Le conflit, qui a débuté il y a 25 jours, a des répercussions majeures sur l’économie française. Dans un message posté sur X, Emmanuel Macron a exprimé son intention de favoriser le dialogue et de prévenir toute nouvelle escalade. Il a souligné que “le Hezbollah a commis une faute majeure” en attaquant Israël, mais a également rappelé que la priorité de la France reste la désescalade. Le président français a réaffirmé son soutien aux initiatives diplomatiques visant à stabiliser la situation au Liban.
Dans le même temps, le ministre de l’Économie, Roland Lescure, a fait état de ses préoccupations économiques.
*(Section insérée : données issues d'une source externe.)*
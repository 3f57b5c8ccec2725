//! Habit management commands for CLI.

use clap::Subcommand;
use serde_json::json;

use super::{print_json, resolve_habit, CmdResult};
use crate::session::Session;

#[derive(Subcommand)]
pub enum HabitAction {
    /// Light a new habit
    Add {
        /// Habit name
        name: String,
        /// Icon identifier
        #[arg(long, default_value = "flame")]
        icon: String,
    },
    /// List habits
    List {
        /// Include extinguished habits
        #[arg(long)]
        all: bool,
    },
    /// Show a habit with its entries and the reward for completing it today
    Show {
        /// Habit name or id
        habit: String,
    },
    /// Extinguish a habit; its history is kept
    Extinguish {
        /// Habit name or id
        habit: String,
    },
    /// Delete a habit and every entry recorded for it
    Remove {
        /// Habit name or id
        habit: String,
    },
    /// Set a habit's flame color, or clear it when no color is given
    Color {
        /// Habit name or id
        habit: String,
        /// Owned flame color key
        color: Option<String>,
    },
}

pub fn run(action: HabitAction, session: &mut Session) -> CmdResult {
    let economy = &mut session.economy;
    match action {
        HabitAction::Add { name, icon } => {
            let habit = economy.create_habit(&name, &icon)?;
            print_json(&habit)?;
        }
        HabitAction::List { all } => {
            let habits: Vec<_> = economy
                .cache()
                .habits()
                .iter()
                .filter(|habit| all || habit.is_active())
                .collect();
            print_json(&habits)?;
        }
        HabitAction::Show { habit } => {
            let id = resolve_habit(economy, &habit)?;
            let cache = economy.cache();
            let entries: Vec<_> = cache.entries_for(id).collect();
            print_json(&json!({
                "habit": cache.habit(id),
                "entries": entries,
                "reward_today": economy.estimate_reward(id).ok(),
            }))?;
        }
        HabitAction::Extinguish { habit } => {
            let id = resolve_habit(economy, &habit)?;
            economy.extinguish_habit(id)?;
            println!("extinguished {id}");
        }
        HabitAction::Remove { habit } => {
            let id = resolve_habit(economy, &habit)?;
            economy.delete_habit(id)?;
            println!("deleted {id}");
        }
        HabitAction::Color { habit, color } => {
            let id = resolve_habit(economy, &habit)?;
            let habit = economy.assign_flame_color(id, color.as_deref())?;
            print_json(&habit)?;
        }
    }
    Ok(())
}
//! Queue of remote writes that failed and are waiting to be replayed.
//!
//! Writes are keyed by `collection/id`, so a newer write for the same
//! document replaces an older queued one. Draining hands ops back in the
//! order they were first queued.

use chrono::{DateTime, Utc};
use serde::{Deserialize, Serialize};
use std::collections::HashMap;
use std::path::PathBuf;

use crate::sync::types::{SyncError, WriteOp};

/// A queued write.
#[derive(Debug, Clone, PartialEq, Serialize, Deserialize)]
pub struct PendingWrite {
    pub op: WriteOp,
    /// How many times this key has been queued.
    pub attempts: u32,
    pub queued_at: DateTime<Utc>,
    seq: u64,
}

#[derive(Debug, Default, Serialize, Deserialize)]
struct OutboxFile {
    next_seq: u64,
    pending: HashMap<String, PendingWrite>,
}

/// Pending writes, optionally persisted to a JSON file.
#[derive(Debug, Default)]
pub struct Outbox {
    state: OutboxFile,
    path: Option<PathBuf>,
}

impl Outbox {
    /// In-memory outbox.
    pub fn new() -> Self {
        Self::default()
    }

    /// Outbox backed by `path`; call [`Outbox::load`] to pick up earlier contents.
    pub fn with_path(path: impl Into<PathBuf>) -> Self {
        Self {
            state: OutboxFile::default(),
            path: Some(path.into()),
        }
    }

    pub fn enqueue(&mut self, op: WriteOp, now: DateTime<Utc>) {
        let key = op.key();
        let seq = self.state.next_seq;
        self.state.next_seq += 1;

        let attempts = self
            .state
            .pending
            .get(&key)
            .map_or(1, |previous| previous.attempts.saturating_add(1));
        self.state.pending.insert(
            key,
            PendingWrite {
                op,
                attempts,
                queued_at: now,
                seq,
            },
        );
    }

    /// Put back a write that failed again, unless a newer write for the same
    /// document was queued in the meantime.
    pub fn requeue(&mut self, pending: PendingWrite) {
        let key = pending.op.key();
        if self.state.pending.contains_key(&key) {
            return;
        }
        let seq = self.state.next_seq;
        self.state.next_seq += 1;
        self.state.pending.insert(
            key,
            PendingWrite {
                attempts: pending.attempts.saturating_add(1),
                seq,
                ..pending
            },
        );
    }

    /// Drop the queued write for `key`, if any. Called once a newer write for
    /// the same document has reached the remote, so the stale one is never replayed.
    pub fn discard(&mut self, key: &str) -> bool {
        self.state.pending.remove(key).is_some()
    }

    pub fn contains(&self, op: &WriteOp) -> bool {
        self.state.pending.contains_key(&op.key())
    }

    /// Remove and return up to `n` writes, oldest first.
    pub fn drain_up_to(&mut self, n: usize) -> Vec<PendingWrite> {
        let mut keys: Vec<(u64, String)> = self
            .state
            .pending
            .iter()
            .map(|(key, pending)| (pending.seq, key.clone()))
            .collect();
        keys.sort();

        keys.into_iter()
            .take(n)
            .filter_map(|(_, key)| self.state.pending.remove(&key))
            .collect()
    }

    pub fn len(&self) -> usize {
        self.state.pending.len()
    }

    pub fn is_empty(&self) -> bool {
        self.state.pending.is_empty()
    }

    /// Write the queue to its file. No-op for in-memory outboxes.
    pub fn persist(&self) -> Result<(), SyncError> {
        let Some(path) = &self.path else {
            return Ok(());
        };
        if let Some(parent) = path.parent() {
            std::fs::create_dir_all(parent)?;
        }
        let data = serde_json::to_string_pretty(&self.state)?;
        std::fs::write(path, data)?;
        Ok(())
    }

    /// Replace the in-memory queue with the file's contents, if the file exists.
    pub fn load(&mut self) -> Result<(), SyncError> {
        let Some(path) = &self.path else {
            return Ok(());
        };
        if !path.exists() {
            return Ok(());
        }
        let content = std::fs::read_to_string(path)?;
        self.state = serde_json::from_str(&content)?;
        Ok(())
    }
}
Lors d’une session au Parlement, il a déclaré que la crise au Moyen-Orient pourrait entraîner un “nouveau choc pétrolier”. Ce dernier a précisé que l’idée d’une crise temporaire semble désormais obsolète, et que si cette situation se prolonge, les effets pourraient se propager à l’ensemble de l’économie française.
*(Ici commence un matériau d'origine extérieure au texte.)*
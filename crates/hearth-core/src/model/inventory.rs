use chrono::{DateTime, Duration, Utc};
use serde::{Deserialize, Serialize};
use std::collections::BTreeSet;
use std::fmt;

use super::shop::PurchasedItem;

/// Habit slots every user starts with.
pub const BASE_HABIT_SLOTS: u32 = 3;

/// The three multiplier charge tiers.
#[derive(Debug, Clone, Copy, PartialEq, Eq, Hash, Serialize, Deserialize)]
#[serde(rename_all = "snake_case")]
pub enum MultiplierTier {
    /// 24 hours at 1.5x
    Day,
    /// 7 days at 1.5x
    Week,
    /// 24 hours at 2.0x
    Mega,
}

impl MultiplierTier {
    pub const ALL: [MultiplierTier; 3] = [MultiplierTier::Day, MultiplierTier::Week, MultiplierTier::Mega];

    pub fn hours(self) -> i64 {
        match self {
            MultiplierTier::Day => 24,
            MultiplierTier::Week => 24 * 7,
            MultiplierTier::Mega => 24,
        }
    }

    pub fn strength(self) -> f64 {
        match self {
            MultiplierTier::Day | MultiplierTier::Week => 1.5,
            MultiplierTier::Mega => 2.0,
        }
    }
}

impl fmt::Display for MultiplierTier {
    fn fmt(&self, f: &mut fmt::Formatter<'_>) -> fmt::Result {
        let label = match self {
            MultiplierTier::Day => "24h multiplier",
            MultiplierTier::Week => "7-day multiplier",
            MultiplierTier::Mega => "mega multiplier",
        };
        f.write_str(label)
    }
}

/// Anything held as a decrementing count.
#[derive(Debug, Clone, Copy, PartialEq, Eq, Hash, Serialize, Deserialize)]
#[serde(rename_all = "snake_case")]
pub enum Consumable {
    StreakFreeze,
    StreakRecovery,
    Multiplier(MultiplierTier),
    AutoCompletePass,
}

impl fmt::Display for Consumable {
    fn fmt(&self, f: &mut fmt::Formatter<'_>) -> fmt::Result {
        match self {
            Consumable::StreakFreeze => f.write_str("streak freezes"),
            Consumable::StreakRecovery => f.write_str("streak recovery passes"),
            Consumable::Multiplier(tier) => write!(f, "{tier} charges"),
            Consumable::AutoCompletePass => f.write_str("auto-complete passes"),
        }
    }
}

/// The single active reward multiplier.
#[derive(Debug, Clone, Copy, PartialEq, Serialize, Deserialize)]
pub struct MultiplierWindow {
    pub until: DateTime<Utc>,
    pub strength: f64,
}

impl MultiplierWindow {
    pub fn starting_at(now: DateTime<Utc>, hours: i64, strength: f64) -> Self {
        Self {
            until: now + Duration::hours(hours),
            strength,
        }
    }

    pub fn is_active(&self, now: DateTime<Utc>) -> bool {
        now < self.until
    }
}

fn default_slots() -> u32 {
    BASE_HABIT_SLOTS
}

/// Scalar inventory fields, stored remotely as one `inventory` document.
#[derive(Debug, Clone, PartialEq, Serialize, Deserialize)]
pub struct InventoryCounts {
    #[serde(default)]
    pub streak_freezes: u32,
    #[serde(default)]
    pub streak_recovery_passes: u32,
    #[serde(default)]
    pub multiplier_24h: u32,
    #[serde(default)]
    pub multiplier_7d: u32,
    #[serde(default)]
    pub mega_multipliers: u32,
    #[serde(default)]
    pub auto_complete_passes: u32,
    #[serde(default = "default_slots")]
    pub max_habit_slots: u32,
    #[serde(default)]
    pub active_multiplier: Option<MultiplierWindow>,
    /// Flame color applied to habits without their own override.
    #[serde(default)]
    pub active_flame_color: Option<String>,
}

impl InventoryCounts {
    pub fn with_slots(max_habit_slots: u32) -> Self {
        Self {
            streak_freezes: 0,
            streak_recovery_passes: 0,
            multiplier_24h: 0,
            multiplier_7d: 0,
            mega_multipliers: 0,
            auto_complete_passes: 0,
            max_habit_slots,
            active_multiplier: None,
            active_flame_color: None,
        }
    }

    pub fn count(&self, kind: Consumable) -> u32 {
        match kind {
            Consumable::StreakFreeze => self.streak_freezes,
            Consumable::StreakRecovery => self.streak_recovery_passes,
            Consumable::Multiplier(MultiplierTier::Day) => self.multiplier_24h,
            Consumable::Multiplier(MultiplierTier::Week) => self.multiplier_7d,
            Consumable::Multiplier(MultiplierTier::Mega) => self.mega_multipliers,
            Consumable::AutoCompletePass => self.auto_complete_passes,
        }
    }

    pub fn count_mut(&mut self, kind: Consumable) -> &mut u32 {
        match kind {
            Consumable::StreakFreeze => &mut self.streak_freezes,
            Consumable::StreakRecovery => &mut self.streak_recovery_passes,
            Consumable::Multiplier(MultiplierTier::Day) => &mut self.multiplier_24h,
            Consumable::Multiplier(MultiplierTier::Week) => &mut self.multiplier_7d,
            Consumable::Multiplier(MultiplierTier::Mega) => &mut self.mega_multipliers,
            Consumable::AutoCompletePass => &mut self.auto_complete_passes,
        }
    }
}

impl Default for InventoryCounts {
    fn default() -> Self {
        Self::with_slots(BASE_HABIT_SLOTS)
    }
}

/// Everything the user holds: consumable counts plus owned cosmetics.
///
/// Cosmetics are set memberships; the sets are stored remotely as separate
/// sub-collections so unlocking one never rewrites the others.
#[derive(Debug, Clone, Default, PartialEq, Serialize, Deserialize)]
pub struct InventoryState {
    pub counts: InventoryCounts,
    #[serde(default)]
    pub owned_flame_colors: BTreeSet<String>,
    #[serde(default)]
    pub unlocked_badges: BTreeSet<String>,
    #[serde(default)]
    pub owned_themes: BTreeSet<String>,
    #[serde(default)]
    pub purchased_items: Vec<PurchasedItem>,
}

impl InventoryState {
    pub fn with_slots(max_habit_slots: u32) -> Self {
        Self {
            counts: InventoryCounts::with_slots(max_habit_slots),
            ..Default::default()
        }
    }

    pub fn count(&self, kind: Consumable) -> u32 {
        self.counts.count(kind)
    }

    /// The multiplier window, if it is still running at `now`.
    pub fn live_multiplier(&self, now: DateTime<Utc>) -> Option<&MultiplierWindow> {
        self.counts
            .active_multiplier
            .as_ref()
            .filter(|window| window.is_active(now))
    }
}

#[cfg(test)]
mod tests {
    use super::*;

    #[test]
    fn tiers_match_catalog_terms() {
        assert_eq!(MultiplierTier::Day.hours(), 24);
        assert_eq!(MultiplierTier::Week.hours(), 168);
        assert_eq!(MultiplierTier::Mega.strength(), 2.0);
        assert_eq!(MultiplierTier::Week.strength(), 1.5);
    }

    #[test]
    fn window_expires_at_until() {
        let now = Utc::now();
        let window = MultiplierWindow::starting_at(now, 24, 1.5);
        assert!(window.is_active(now));
        assert!(!window.is_active(now + Duration::hours(24)));
    }

    #[test]
    fn count_mut_addresses_each_tier() {
        let mut counts = InventoryCounts::default();
        for tier in MultiplierTier::ALL {
            *counts.count_mut(Consumable::Multiplier(tier)) += 1;
        }
        assert_eq!(counts.multiplier_24h, 1);
        assert_eq!(counts.multiplier_7d, 1);
        assert_eq!(counts.mega_multipliers, 1);
        assert_eq!(counts.max_habit_slots, BASE_HABIT_SLOTS);
    }
}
Le ministre a mis en lumière l’importance stratégique du détroit d’Ormuz, par où transite environ 21 % de la consommation mondiale de pétrole. Le conflit a, en effet, pris une nouvelle tournure avec des frappes sur des infrastructures pétrolières iraniennes, augmentant les craintes d’une guerre énergétique. Les conséquences de cette crise touchent déjà divers secteurs, notamment le transport aérien, la pêche et d’autres industries qui dépendent de l’approvisionnement en pétrole.
Roland Lescure a également noté que 30 à 40 % des capacités de raffinage dans la région du Golfe ne sont plus opérationnelles, ce qui complique encore davantage la situation. Les entreprises doivent naviguer dans un avenir incertain, sans savoir quand les conditions s’amélioreront.
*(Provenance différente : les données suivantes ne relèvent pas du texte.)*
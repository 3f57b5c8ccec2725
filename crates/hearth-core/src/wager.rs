//! Wager placement and settlement.
//!
//! A wager moves from active to won or lost exactly once. Settling a wager
//! that already reached a verdict is a no-op.

use chrono::NaiveDate;
use serde::{Deserialize, Serialize};
use std::collections::{BTreeMap, HashSet};
use tracing::{debug, info};
use uuid::Uuid;

use crate::error::EconomyError;
use crate::model::{CurrencyWallet, HabitEntry, Wager};

#[derive(Debug, Clone, Copy, PartialEq, Eq, Serialize, Deserialize)]
pub struct WagerConfig {
    #[serde(default = "default_min_days")]
    pub min_days: u32,
    #[serde(default = "default_max_days")]
    pub max_days: u32,
    /// How many wagers may run at once.
    #[serde(default = "default_max_active")]
    pub max_active: usize,
    /// Forfeit policy. When enabled, an unfinished day inside the wager
    /// loses it as soon as the local hour reaches `early_loss_cutoff_hour`.
    /// When disabled the verdict waits for the end date.
    #[serde(default = "default_early_loss")]
    pub early_loss: bool,
    #[serde(default = "default_cutoff")]
    pub early_loss_cutoff_hour: u32,
}

fn default_min_days() -> u32 {
    1
}
fn default_max_days() -> u32 {
    30
}
fn default_max_active() -> usize {
    1
}
fn default_early_loss() -> bool {
    true
}
fn default_cutoff() -> u32 {
    22
}

impl Default for WagerConfig {
    fn default() -> Self {
        Self {
            min_days: default_min_days(),
            max_days: default_max_days(),
            max_active: default_max_active(),
            early_loss: default_early_loss(),
            early_loss_cutoff_hour: default_cutoff(),
        }
    }
}

/// Result of one settlement pass over a wager.
#[derive(Debug, Clone, Copy, PartialEq, Eq, Serialize, Deserialize)]
#[serde(tag = "outcome", rename_all = "snake_case")]
pub enum Settlement {
    /// Still running.
    Pending,
    /// Every day fully completed; `payout` is owed to the wallet.
    Won { payout: u64 },
    /// `day` was not fully completed.
    Lost { day: NaiveDate },
    /// Verdict was reached earlier.
    AlreadySettled,
}

#[derive(Debug, Clone, Default)]
pub struct WagerEngine {
    config: WagerConfig,
}

impl WagerEngine {
    pub fn new(config: WagerConfig) -> Self {
        Self { config }
    }

    pub fn config(&self) -> &WagerConfig {
        &self.config
    }

    /// The early-loss hour, if that policy is on.
    pub fn cutoff(&self) -> Option<u32> {
        self.config.early_loss.then_some(self.config.early_loss_cutoff_hour)
    }

    pub fn validate(
        &self,
        wallet: &CurrencyWallet,
        amount: u64,
        target_days: u32,
        active_wagers: usize,
        active_habits: usize,
    ) -> Result<(), EconomyError> {
        if amount == 0 {
            return Err(EconomyError::InvalidWagerAmount);
        }
        if target_days < self.config.min_days || target_days > self.config.max_days {
            return Err(EconomyError::InvalidWagerDuration {
                days: target_days,
                min: self.config.min_days,
                max: self.config.max_days,
            });
        }
        if active_wagers >= self.config.max_active {
            return Err(EconomyError::WagerAlreadyActive);
        }
        if active_habits == 0 {
            return Err(EconomyError::NoActiveHabits);
        }
        if !wallet.can_afford(amount) {
            return Err(EconomyError::InsufficientFunds {
                needed: amount,
                available: wallet.balance,
            });
        }
        Ok(())
    }

    /// Validate, debit the stake and open the wager starting `today`.
    ///
    /// The stake is gone regardless of the outcome.
    pub fn place(
        &self,
        wallet: &mut CurrencyWallet,
        amount: u64,
        target_days: u32,
        today: NaiveDate,
        active_wagers: usize,
        active_habits: usize,
    ) -> Result<Wager, EconomyError> {
        self.validate(wallet, amount, target_days, active_wagers, active_habits)?;
        wallet.debit(amount)?;
        let wager = Wager::new(amount, target_days, today);
        info!(wager_id = %wager.id, amount, target_days, "wager placed");
        Ok(wager)
    }

    /// Evaluate `wager` against the recorded entries.
    ///
    /// A day counts as done when every habit in `active_habits` has a
    /// completed entry for it. An empty `active_habits` completes no day. `hour` is the local hour of "now", used only by
    /// the early-loss policy.
    pub fn settle<'a>(
        &self,
        wager: &mut Wager,
        entries: impl IntoIterator<Item = &'a HabitEntry>,
        active_habits: &HashSet<Uuid>,
        today: NaiveDate,
        hour: u32,
    ) -> Settlement {
        if !wager.is_active || wager.is_won.is_some() {
            return Settlement::AlreadySettled;
        }

        // With nothing left to complete, no day can be completed.
        let completed = completed_by_day(wager, entries, active_habits);
        let fully_done = |day: NaiveDate| {
            !active_habits.is_empty() && completed.get(&day).map_or(0, HashSet::len) >= active_habits.len()
        };

        if today > wager.end_date {
            let missed = wager.days().find(|day| !fully_done(*day));
            return match missed {
                Some(day) => lose(wager, day),
                None => win(wager),
            };
        }

        if let Some(cutoff) = self.cutoff() {
            if today >= wager.start_date {
                let missed = wager
                    .days()
                    .take_while(|day| *day < today)
                    .find(|day| !fully_done(*day));
                if let Some(day) = missed {
                    return lose(wager, day);
                }
                if hour >= cutoff && !fully_done(today) {
                    debug!(wager_id = %wager.id, hour, cutoff, "early-loss cutoff reached");
                    return lose(wager, today);
                }
            }
        }

        Settlement::Pending
    }
}

fn completed_by_day<'a>(
    wager: &Wager,
    entries: impl IntoIterator<Item = &'a HabitEntry>,
    active_habits: &HashSet<Uuid>,
) -> BTreeMap<NaiveDate, HashSet<Uuid>> {
    let mut by_day: BTreeMap<NaiveDate, HashSet<Uuid>> = BTreeMap::new();
    for entry in entries {
        if entry.did_complete
            && entry.date >= wager.start_date
            && entry.date <= wager.end_date
            && active_habits.contains(&entry.habit_id)
        {
            by_day.entry(entry.date).or_default().insert(entry.habit_id);
        }
    }
    by_day
}

fn win(wager: &mut Wager) -> Settlement {
    wager.is_active = false;
    wager.is_won = Some(true);
    let payout = wager.amount.saturating_mul(2);
    info!(wager_id = %wager.id, payout, "wager won");
    Settlement::Won { payout }
}

fn lose(wager: &mut Wager, day: NaiveDate) -> Settlement {
    wager.is_active = false;
    wager.is_won = Some(false);
    info!(wager_id = %wager.id, %day, "wager lost");
    Settlement::Lost { day }
}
En dépit de ces défis, le ministre a tenu à tempérer ses déclarations, affirmant que nous ne sommes pas encore dans une crise systémique, mais que la vigilance est de mise. La France se trouve à un carrefour crucial, où les décisions politiques et économiques prises dans les jours à venir pourraient avoir des répercussions durables.
Les actions du gouvernement français, tant sur le plan diplomatique que économique, seront scrutées de près alors que la situation au Moyen-Orient évolue. La quête de la paix et de la stabilité dans cette région tourmentée reste un défi majeur pour les dirigeants, tant français qu’internationaux.